This is the third and final technology topic/posting on the RF Economics of the Millimetre Band.
In the October Topic, Millimetre Metrology, we reviewed beam forming and beam steering and associated test cost and performance uncertainty. New Radio and New Space in November looked at the cost and performance issues of millimetre band user devices and consumer premises equipment
This month we look at link budgets for terrestrial 5G in the millimetre band (5G FR2), the comparative economics of Ku and Ka band satellite networks and the cost implications of RF component performance constraints.
For understandable reasons much of the present focus of 5G terrestrial implementation is on upper S band and C band deployment between 3 GHz and 4 GHz. This is partly due to technical convenience, products and networks are easier to build and the density economics are presently better than higher frequency options and partly due to regulation with satellite operators incentivised to make space for 5G by upgrading C band GSO satellites to work in 200 MHz rather than 500 MHz of C band spectrum.

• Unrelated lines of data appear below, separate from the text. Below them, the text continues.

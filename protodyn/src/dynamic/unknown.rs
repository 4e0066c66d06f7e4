//! Preservation of fields that are present on the wire but not known to the
//! receiving descriptor.

use std::collections::{btree_map, BTreeMap};

use bytes::{BufMut, Bytes};
use prost::{
    encoding::{self, encoded_len_varint, key_len, WireType},
    DecodeError,
};

use crate::wire::CodedInput;

/// A frozen set of fields preserved verbatim from the wire, indexed by field
/// number.
///
/// A field is unknown if the receiving message descriptor (and extension
/// registry) does not define a field with its number. Unknown fields survive
/// a decode/encode round trip exactly.
#[derive(Debug, Default, Clone, PartialEq, Eq, Hash)]
pub struct UnknownFieldSet {
    fields: BTreeMap<u32, UnknownField>,
}

/// The values preserved for a single unknown field number, grouped by wire
/// type in the order they were seen.
#[derive(Debug, Default, Clone, PartialEq, Eq, Hash)]
pub struct UnknownField {
    varints: Vec<u64>,
    fixed32s: Vec<u32>,
    fixed64s: Vec<u64>,
    length_delimited: Vec<Bytes>,
    groups: Vec<UnknownFieldSet>,
}

/// The mutable phase of an [`UnknownFieldSet`]. Building produces the frozen
/// set.
#[derive(Debug, Default, Clone)]
pub struct UnknownFieldSetBuilder {
    fields: BTreeMap<u32, UnknownField>,
}

impl UnknownField {
    /// The varint values seen for this number.
    pub fn varints(&self) -> &[u64] {
        &self.varints
    }

    /// The fixed 32-bit values seen for this number.
    pub fn fixed32s(&self) -> &[u32] {
        &self.fixed32s
    }

    /// The fixed 64-bit values seen for this number.
    pub fn fixed64s(&self) -> &[u64] {
        &self.fixed64s
    }

    /// The length-delimited payloads seen for this number.
    pub fn length_delimited(&self) -> &[Bytes] {
        &self.length_delimited
    }

    /// The groups seen for this number.
    pub fn groups(&self) -> &[UnknownFieldSet] {
        &self.groups
    }

    fn encode<B>(&self, number: u32, buf: &mut B)
    where
        B: BufMut,
    {
        for &value in &self.varints {
            encoding::encode_key(number, WireType::Varint, buf);
            encoding::encode_varint(value, buf);
        }
        for &value in &self.fixed32s {
            encoding::encode_key(number, WireType::ThirtyTwoBit, buf);
            buf.put_u32_le(value);
        }
        for &value in &self.fixed64s {
            encoding::encode_key(number, WireType::SixtyFourBit, buf);
            buf.put_u64_le(value);
        }
        for value in &self.length_delimited {
            encoding::bytes::encode(number, value, buf);
        }
        for group in &self.groups {
            encoding::encode_key(number, WireType::StartGroup, buf);
            group.encode(buf);
            encoding::encode_key(number, WireType::EndGroup, buf);
        }
    }

    fn encoded_len(&self, number: u32) -> usize {
        let key_len = key_len(number);
        self.varints
            .iter()
            .map(|&value| key_len + encoded_len_varint(value))
            .sum::<usize>()
            + self.fixed32s.len() * (key_len + 4)
            + self.fixed64s.len() * (key_len + 8)
            + self
                .length_delimited
                .iter()
                .map(|value| key_len + encoded_len_varint(value.len() as u64) + value.len())
                .sum::<usize>()
            + self
                .groups
                .iter()
                .map(|group| key_len * 2 + group.encoded_len())
                .sum::<usize>()
    }

    fn merge(&mut self, other: &UnknownField) {
        self.varints.extend_from_slice(&other.varints);
        self.fixed32s.extend_from_slice(&other.fixed32s);
        self.fixed64s.extend_from_slice(&other.fixed64s);
        self.length_delimited
            .extend(other.length_delimited.iter().cloned());
        self.groups.extend(other.groups.iter().cloned());
    }
}

impl UnknownFieldSet {
    /// Returns `true` if no fields are preserved.
    pub fn is_empty(&self) -> bool {
        self.fields.is_empty()
    }

    /// Gets the values preserved for a field number.
    pub fn get(&self, number: u32) -> Option<&UnknownField> {
        self.fields.get(&number)
    }

    /// Gets an iterator over the preserved fields in ascending number order.
    pub fn iter(&self) -> btree_map::Iter<'_, u32, UnknownField> {
        self.fields.iter()
    }

    /// Creates a builder seeded with a copy of this set.
    pub fn to_builder(&self) -> UnknownFieldSetBuilder {
        UnknownFieldSetBuilder {
            fields: self.fields.clone(),
        }
    }

    /// Encodes the set: ascending field number, and for each number the
    /// varints, fixed 32-bit values, fixed 64-bit values, length-delimited
    /// payloads and groups, in that order.
    pub fn encode<B>(&self, buf: &mut B)
    where
        B: BufMut,
    {
        for (&number, field) in &self.fields {
            field.encode(number, buf);
        }
    }

    /// Gets the exact number of bytes [`encode`](UnknownFieldSet::encode)
    /// produces.
    pub fn encoded_len(&self) -> usize {
        self.fields
            .iter()
            .map(|(&number, field)| field.encoded_len(number))
            .sum()
    }

    /// Encodes the set for a message using the message-set wire format:
    /// length-delimited payloads become group-framed items keyed by their
    /// field number as the type id. Values with other wire types cannot be
    /// represented as items and keep the plain encoding.
    pub(crate) fn encode_message_set<B>(&self, buf: &mut B)
    where
        B: BufMut,
    {
        for (&number, field) in &self.fields {
            for &value in &field.varints {
                encoding::encode_key(number, WireType::Varint, buf);
                encoding::encode_varint(value, buf);
            }
            for &value in &field.fixed32s {
                encoding::encode_key(number, WireType::ThirtyTwoBit, buf);
                buf.put_u32_le(value);
            }
            for &value in &field.fixed64s {
                encoding::encode_key(number, WireType::SixtyFourBit, buf);
                buf.put_u64_le(value);
            }
            for payload in &field.length_delimited {
                crate::wire::encode_message_set_item(number, payload.len(), buf, |buf| {
                    buf.put_slice(payload)
                });
            }
            for group in &field.groups {
                encoding::encode_key(number, WireType::StartGroup, buf);
                group.encode(buf);
                encoding::encode_key(number, WireType::EndGroup, buf);
            }
        }
    }

    /// Size mirror of [`encode_message_set`](UnknownFieldSet::encode_message_set).
    pub(crate) fn message_set_encoded_len(&self) -> usize {
        self.fields
            .iter()
            .map(|(&number, field)| {
                let plain = field.encoded_len(number);
                let ld_plain: usize = field
                    .length_delimited
                    .iter()
                    .map(|value| key_len(number) + encoded_len_varint(value.len() as u64) + value.len())
                    .sum();
                let ld_items: usize = field
                    .length_delimited
                    .iter()
                    .map(|value| crate::wire::message_set_item_len(number, value.len()))
                    .sum();
                plain - ld_plain + ld_items
            })
            .sum()
    }
}

impl UnknownFieldSetBuilder {
    /// Creates an empty builder.
    pub fn new() -> Self {
        UnknownFieldSetBuilder::default()
    }

    /// Freezes the builder into an [`UnknownFieldSet`].
    pub fn build(self) -> UnknownFieldSet {
        UnknownFieldSet {
            fields: self.fields,
        }
    }

    /// Returns `true` if no fields have been added.
    pub fn is_empty(&self) -> bool {
        self.fields.is_empty()
    }

    fn field_mut(&mut self, number: u32) -> &mut UnknownField {
        self.fields.entry(number).or_default()
    }

    /// Records a varint value for `number`.
    pub fn merge_varint(&mut self, number: u32, value: u64) {
        self.field_mut(number).varints.push(value);
    }

    /// Records a fixed 32-bit value for `number`.
    pub fn merge_fixed32(&mut self, number: u32, value: u32) {
        self.field_mut(number).fixed32s.push(value);
    }

    /// Records a fixed 64-bit value for `number`.
    pub fn merge_fixed64(&mut self, number: u32, value: u64) {
        self.field_mut(number).fixed64s.push(value);
    }

    /// Records a length-delimited payload for `number`.
    pub fn merge_length_delimited(&mut self, number: u32, value: Bytes) {
        self.field_mut(number).length_delimited.push(value);
    }

    /// Records a group for `number`.
    pub fn merge_group(&mut self, number: u32, group: UnknownFieldSet) {
        self.field_mut(number).groups.push(group);
    }

    /// Appends every value of `other` to this builder, preserving order
    /// within each category.
    pub fn merge_from(&mut self, other: &UnknownFieldSet) {
        for (&number, field) in &other.fields {
            self.field_mut(number).merge(field);
        }
    }

    /// Reads the value of the field with the given number and wire type from
    /// `input` and records it.
    ///
    /// Returns `false` without consuming anything further when the tag is an
    /// end-group tag: that is the signal for the caller parsing a group scope
    /// to pop. Groups encountered here are read recursively up to their
    /// matching end tag.
    pub fn merge_field(
        &mut self,
        number: u32,
        wire_type: WireType,
        input: &mut CodedInput,
    ) -> Result<bool, DecodeError> {
        match wire_type {
            WireType::EndGroup => return Ok(false),
            WireType::Varint => {
                let value = input.read_varint64()?;
                self.merge_varint(number, value);
            }
            WireType::ThirtyTwoBit => {
                let value = input.read_fixed32()?;
                self.merge_fixed32(number, value);
            }
            WireType::SixtyFourBit => {
                let value = input.read_fixed64()?;
                self.merge_fixed64(number, value);
            }
            WireType::LengthDelimited => {
                let value = input.read_bytes()?;
                self.merge_length_delimited(number, value);
            }
            WireType::StartGroup => {
                input.enter_recursion()?;
                let mut group = UnknownFieldSetBuilder::new();
                loop {
                    let (inner_number, inner_wire_type) = input.read_tag()?;
                    if !group.merge_field(inner_number, inner_wire_type, input)? {
                        if inner_number != number {
                            return Err(DecodeError::new("unexpected end group tag"));
                        }
                        break;
                    }
                }
                input.exit_recursion();
                self.merge_group(number, group.build());
            }
        }
        Ok(true)
    }
}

This has been good news for the satellite manufacturing supply chain and has opened up opportunities for delivering converged terrestrial and satellite C band services including 5G and broadcast TV and in band backhaul provided TDD (terrestrial) and FDD (space) coexistence and competition issues can be resolved.
The question is whether and or when this model could and should be extended to Ku band at 12 GHz, a satellite TV band also used for rural broadband connectivity (Starlink as a present example), Ka band at 28 GHz and the millimetre bands above 30 GHz where channel bandwidths of up to 1 GHz within 3.5 GHz pass bands become technically feasible.
There is significant baseband vendor enthusiasm for the millimetre band. Network density and wide channel bandwidths at higher frequencies increase the need for clock cycles but this enthusiasm is tempered by link budget limitations and an understanding of the differences between ‘low band’ (sub 7 GHz) and ‘high band’ (Ku band and millimetre band) radio networks.
As a rule of thumb it can be stated that lower frequency networks are capacity limited and higher frequency networks are power limited.
Regulation has made capacity cost a particular issue for ‘low band’ terrestrial cellular networks. A limited amount of spectrum has been auctioned at high prices to multiple operators who share spectrum in a way that reduces spectral efficiency (the cost of guard bands and OOB emission constraints). Capacity gain is realized though network densification with an associated capex and opex cost.
Radio air interfaces and radio hardware have therefore been optimised to improve spectral efficiency by mandating higher order modulation and for 4G and 5G by the use of beam forming. Components and systems have evolved to help deliver spectral efficiency and minimise associated power efficiency cost, for example by implementing transmitter linearization techniques. Beam forming is more easily optimised in TDD networks as channel sounding is reciprocal though time domain interference can be an issue.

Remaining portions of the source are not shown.